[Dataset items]

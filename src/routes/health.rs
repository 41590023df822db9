use axum::{
    extract::State,
    http::StatusCode,
    response::IntoResponse,
    Json,
};
use prometheus::{Encoder, TextEncoder};
use serde::Serialize;
use std::sync::Arc;

use crate::models::{CacheState, CacheStats};
use crate::AppState;

/// Root endpoint - basic status
pub async fn root() -> impl IntoResponse {
    Json(serde_json::json!({
        "name": "StreamViX Server",
        "version": env!("CARGO_PKG_VERSION"),
        "status": "running",
        "runtime": "rust"
    }))
}

/// Health check response
#[derive(Serialize)]
#[serde(rename_all = "camelCase")]
struct HealthResponse {
    status: &'static str,
    uptime: u64,
    channel_cache: CacheStats,
    catalog_channels: usize,
    live_tv: bool,
}

/// GET /health - status with cache stats
pub async fn health_check(State(state): State<Arc<AppState>>) -> impl IntoResponse {
    let uptime = state.start_time.elapsed().as_secs();
    let channel_cache = state.cache.stats().await;

    // An empty or stale cache still serves static tiers
    let status = if channel_cache.state == CacheState::Empty || channel_cache.stale {
        "degraded"
    } else {
        "ok"
    };

    Json(HealthResponse {
        status,
        uptime,
        channel_cache,
        catalog_channels: state.catalog.len(),
        live_tv: state.settings.live_tv_enabled,
    })
}

/// GET /metrics - Prometheus metrics
pub async fn metrics() -> impl IntoResponse {
    let encoder = TextEncoder::new();
    let metric_families = prometheus::gather();

    let mut buffer = Vec::new();
    match encoder.encode(&metric_families, &mut buffer) {
        Ok(_) => (
            StatusCode::OK,
            [("content-type", "text/plain; version=0.0.4; charset=utf-8")],
            buffer,
        ),
        Err(e) => {
            tracing::error!("Failed to encode metrics: {}", e);
            (
                StatusCode::INTERNAL_SERVER_ERROR,
                [("content-type", "text/plain")],
                b"Internal Server Error".to_vec(),
            )
        }
    }
}

/// Readiness check (for Kubernetes)
pub async fn ready(State(state): State<Arc<AppState>>) -> impl IntoResponse {
    // Streams resolve without the link cache; it only adds live tiers
    match state.cache.state().await {
        CacheState::Empty => (StatusCode::OK, "ready (channel cache empty)"),
        CacheState::Refreshing => (StatusCode::OK, "ready (channel cache refreshing)"),
        CacheState::Loaded => (StatusCode::OK, "ready"),
    }
}

/// Liveness check (for Kubernetes)
pub async fn live() -> impl IntoResponse {
    (StatusCode::OK, "alive")
}
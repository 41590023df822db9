//! Inbound identifier parsing
//!
//! Accepted shapes: `prefix:ID`, `prefix:ID:EP`, `prefix:ID:S:EP` for the
//! `kitsu`, `mal` and `tmdb` namespaces, the same shapes with a bare IMDb id
//! (`tt123`, `tt123:1:2`), and `tv:ID` for live channels (also `tv%3AID`).

use crate::error::ResolveError;
use crate::models::{ContentId, ResolutionRequest};

const LIVE_PREFIX: &str = "tv:";

/// Parse a raw id into a resolution request
pub fn parse(raw_id: &str) -> Result<ResolutionRequest, ResolveError> {
    let malformed = || ResolveError::MalformedIdentifier(raw_id.to_string());

    let trimmed = raw_id.trim();
    let decoded = if trimmed.contains('%') {
        urlencoding::decode(trimmed)
            .map(|d| d.into_owned())
            .map_err(|_| malformed())?
    } else {
        trimmed.to_string()
    };

    if let Some(channel) = decoded.strip_prefix(LIVE_PREFIX) {
        let channel = channel.trim();
        if channel.is_empty() {
            return Err(malformed());
        }
        let content_id = ContentId::Channel(channel.to_string());
        return Ok(ResolutionRequest {
            source_kind: content_id.source_kind(),
            content_id,
            season: None,
            episode: None,
            is_movie: false,
        });
    }

    let segments: Vec<&str> = decoded.split(':').collect();
    let (content_id, rest) = match segments.as_slice() {
        ["kitsu", id, rest @ ..] if !id.is_empty() => (ContentId::Kitsu(id.to_string()), rest),
        ["mal", id, rest @ ..] if !id.is_empty() => (ContentId::Mal(id.to_string()), rest),
        ["tmdb", id, rest @ ..] if !id.is_empty() => (ContentId::Tmdb(id.to_string()), rest),
        [id, rest @ ..] if is_imdb_id(id) => (ContentId::Imdb(id.to_string()), rest),
        _ => return Err(malformed()),
    };

    let (season, episode) = match rest {
        [] => (None, None),
        [episode] => (None, Some(parse_number(episode).ok_or_else(malformed)?)),
        [season, episode] => (
            Some(parse_number(season).ok_or_else(malformed)?),
            Some(parse_number(episode).ok_or_else(malformed)?),
        ),
        _ => return Err(malformed()),
    };

    if episode == Some(0) {
        return Err(malformed());
    }

    Ok(ResolutionRequest {
        source_kind: content_id.source_kind(),
        content_id,
        season,
        episode,
        is_movie: episode.is_none(),
    })
}

fn is_imdb_id(value: &str) -> bool {
    value
        .strip_prefix("tt")
        .map(|digits| !digits.is_empty() && digits.bytes().all(|b| b.is_ascii_digit()))
        .unwrap_or(false)
}

fn parse_number(value: &str) -> Option<u32> {
    if value.is_empty() || !value.bytes().all(|b| b.is_ascii_digit()) {
        return None;
    }
    value.parse().ok()
}

#[cfg(test)]
mod tests {
    use super::*;
    use crate::models::SourceKind;

    #[test]
    fn test_parse_imdb_movie() {
        let request = parse("tt0111161").unwrap();
        assert_eq!(request.content_id, ContentId::Imdb("tt0111161".into()));
        assert_eq!(request.source_kind, SourceKind::DirectMedia);
        assert!(request.is_movie);
        assert_eq!(request.season, None);
    }

    #[test]
    fn test_parse_imdb_series_episode() {
        let request = parse("tt0944947:3:9").unwrap();
        assert_eq!(request.season, Some(3));
        assert_eq!(request.episode, Some(9));
        assert!(!request.is_movie);
    }

    #[test]
    fn test_parse_kitsu_shapes() {
        let movie = parse("kitsu:12").unwrap();
        assert_eq!(movie.source_kind, SourceKind::EpisodicExternal);
        assert!(movie.is_movie);

        let episode = parse("kitsu:12:5").unwrap();
        assert_eq!(episode.season, None);
        assert_eq!(episode.episode, Some(5));

        let full = parse("mal:21:2:13").unwrap();
        assert_eq!(full.content_id, ContentId::Mal("21".into()));
        assert_eq!(full.season, Some(2));
        assert_eq!(full.episode, Some(13));
    }

    #[test]
    fn test_parse_live_channel() {
        let plain = parse("tv:rai1").unwrap();
        assert_eq!(plain.content_id, ContentId::Channel("rai1".into()));
        assert_eq!(plain.source_kind, SourceKind::LiveChannel);

        let encoded = parse("tv%3Arai1").unwrap();
        assert_eq!(encoded, plain);
    }

    #[test]
    fn test_parse_rejects_malformed() {
        for raw in [
            "tt0000000:abc",
            "tt0000000:1:x",
            "kitsu:",
            "kitsu:1:2:3:4",
            "tv:",
            "abc123",
            "tt",
            "",
            "kitsu:1:0",
        ] {
            assert!(
                matches!(parse(raw), Err(ResolveError::MalformedIdentifier(_))),
                "{:?} should be malformed",
                raw
            );
        }
    }

    #[test]
    fn test_parse_allows_specials_season() {
        let request = parse("tt0944947:0:1").unwrap();
        assert_eq!(request.season, Some(0));
    }
}
impl JikanAnime {
    /// titles[type=English] -> title_english -> title -> title_japanese
    fn english_title(self) -> Option<String> {
        let listed = self
            .titles
            .into_iter()
            .find(|t| t.kind == "English" && !t.title.trim().is_empty())
            .map(|t| t.title);

        listed
            .or(self.title_english)
            .or(self.title)
            .or(self.title_japanese)
            .map(|t| t.trim().to_string())
            .filter(|t| !t.is_empty())
    }
}

#[derive(Debug, Deserialize)]
struct KitsuMappings {
    #[serde(default)]
    data: Vec<KitsuMapping>,
}

#[derive(Debug, Deserialize)]
struct KitsuMapping {
    attributes: KitsuMappingAttributes,
}

#[derive(Debug, Deserialize)]
#[serde(rename_all = "camelCase")]
struct KitsuMappingAttributes {
    #[serde(default)]
    external_site: String,
    #[serde(default)]
    external_id: serde_json::Value,
}

impl KitsuMappings {
    fn mal_id(&self) -> Option<String> {
        self.data
            .iter()
            .find(|m| m.attributes.external_site == "myanimelist/anime")
            .and_then(|m| match &m.attributes.external_id {
                serde_json::Value::String(s) if !s.is_empty() => Some(s.clone()),
                serde_json::Value::Number(n) => Some(n.to_string()),
                _ => None,
            })
    }
}

#[derive(Debug, Deserialize)]
struct KitsuAnime {
    data: KitsuAnimeData,
}

#[derive(Debug, Deserialize)]
struct KitsuAnimeData {
    attributes: KitsuAnimeAttributes,
}

#[derive(Debug, Deserialize)]
#[serde(rename_all = "camelCase")]
struct KitsuAnimeAttributes {
    #[serde(default)]
    titles: std::collections::HashMap<String, Option<String>>,
    #[serde(default)]
    canonical_title: Option<String>,
}

impl KitsuAnimeAttributes {
    fn english_title(self) -> Option<String> {
        let mut titles = self.titles;
        titles
            .remove("en")
            .flatten()
            .or(self.canonical_title)
            .filter(|t| !t.trim().is_empty())
    }
}

#[derive(Debug, Deserialize)]
struct HaglundEntry {
    #[serde(default)]
    myanimelist: Option<u64>,
}

// ============ CLIENT ============

/// HTTP metadata client
pub struct MetadataClient {
    http: Client,
    tmdb_ids: Mutex<LruCache<String, String>>,
}

impl MetadataClient {
    pub fn new(http: Client) -> Self {
        let capacity = NonZeroUsize::new(TMDB_ID_MEMO_SIZE).unwrap_or(NonZeroUsize::MIN);
        Self {
            http,
            tmdb_ids: Mutex::new(LruCache::new(capacity)),
        }
    }

    /// GET and decode JSON. `what` names the request in logs so that API
    /// keys in the URL are never written out.
    async fn get<T: DeserializeOwned>(&self, url: &str, what: &str) -> Result<T, MetadataError> {
        debug!("Metadata request: {}", what);

        let response = self
            .http
            .get(url)
            .send()
            .await
            .map_err(|e| MetadataError::Network(e.without_url().to_string()))?;

        let status = response.status();
        if !status.is_success() {
            return Err(MetadataError::Http(status.as_u16()));
        }

        let text = response
            .text()
            .await
            .map_err(|e| MetadataError::Network(e.without_url().to_string()))?;

        serde_json::from_str(&text).map_err(|e| {
            warn!("Failed to parse metadata response for {}: {}", what, e);
            MetadataError::Parse(e.to_string())
        })
    }

    fn memoized_tmdb_id(&self, imdb_id: &str) -> Option<String> {
        self.tmdb_ids
            .lock()
            .ok()
            .and_then(|mut memo| memo.get(imdb_id).cloned())
    }

    fn memoize_tmdb_id(&self, imdb_id: &str, tmdb_id: &str) {
        if let Ok(mut memo) = self.tmdb_ids.lock() {
            memo.put(imdb_id.to_string(), tmdb_id.to_string());
        }
    }

    async fn tmdb_details(
        &self,
        tmdb_id: &str,
        kind: TmdbKind,
        api_key: &str,
        language: Option<&str>,
    ) -> Result<Option<String>, MetadataError> {
        let mut url = format!(
            "{}/{}/{}?api_key={}",
            TMDB_API_BASE_URL,
            kind.path(),
            urlencoding::encode(tmdb_id),
            urlencoding::encode(api_key)
        );
        if let Some(language) = language {
            url.push_str("&language=");
            url.push_str(language);
        }
        let details: TmdbDetails = self
            .get(&url, &format!("tmdb {} {}", kind.path(), tmdb_id))
            .await?;
        Ok(details.display_title())
    }

    async fn haglund_mal_id(&self, tmdb_id: &str) -> Result<Option<String>, MetadataError> {
        let url = format!(
            "{}/themoviedb?id={}&include=kitsu,myanimelist",
            HAGLUND_API_BASE_URL,
            urlencoding::encode(tmdb_id)
        );
        let entries: Vec<HaglundEntry> = self.get(&url, &format!("haglund {}", tmdb_id)).await?;
        Ok(entries
            .first()
            .and_then(|e| e.myanimelist)
            .map(|id| id.to_string()))
    }

    async fn kitsu_mal_id(&self, kitsu_id: &str) -> Result<Option<String>, MetadataError> {
        let url = format!(
            "{}/anime/{}/mappings",
            KITSU_API_BASE_URL,
            urlencoding::encode(kitsu_id)
        );
        let mappings: KitsuMappings = self.get(&url, &format!("kitsu mappings {}", kitsu_id)).await?;
        Ok(mappings.mal_id())
    }

    async fn kitsu_title(&self, kitsu_id: &str) -> Result<Option<String>, MetadataError> {
        let url = format!("{}/anime/{}", KITSU_API_BASE_URL, urlencoding::encode(kitsu_id));
        let anime: KitsuAnime = self.get(&url, &format!("kitsu anime {}", kitsu_id)).await?;
        Ok(anime.data.attributes.english_title())
    }

    async fn jikan_title(&self, mal_id: &str) -> Result<Option<String>, MetadataError> {
        let url = format!("{}/anime/{}", JIKAN_API_BASE_URL, urlencoding::encode(mal_id));
        let response: JikanResponse = self.get(&url, &format!("jikan {}", mal_id)).await?;
        Ok(response.data.and_then(JikanAnime::english_title))
    }
}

- _BRIEF_
Where a line above contains the word "JikanAnime", show that line.

- _ANSWER TO THE EXERCISE_
impl JikanAnime {
        Ok(response.data.and_then(JikanAnime::english_title))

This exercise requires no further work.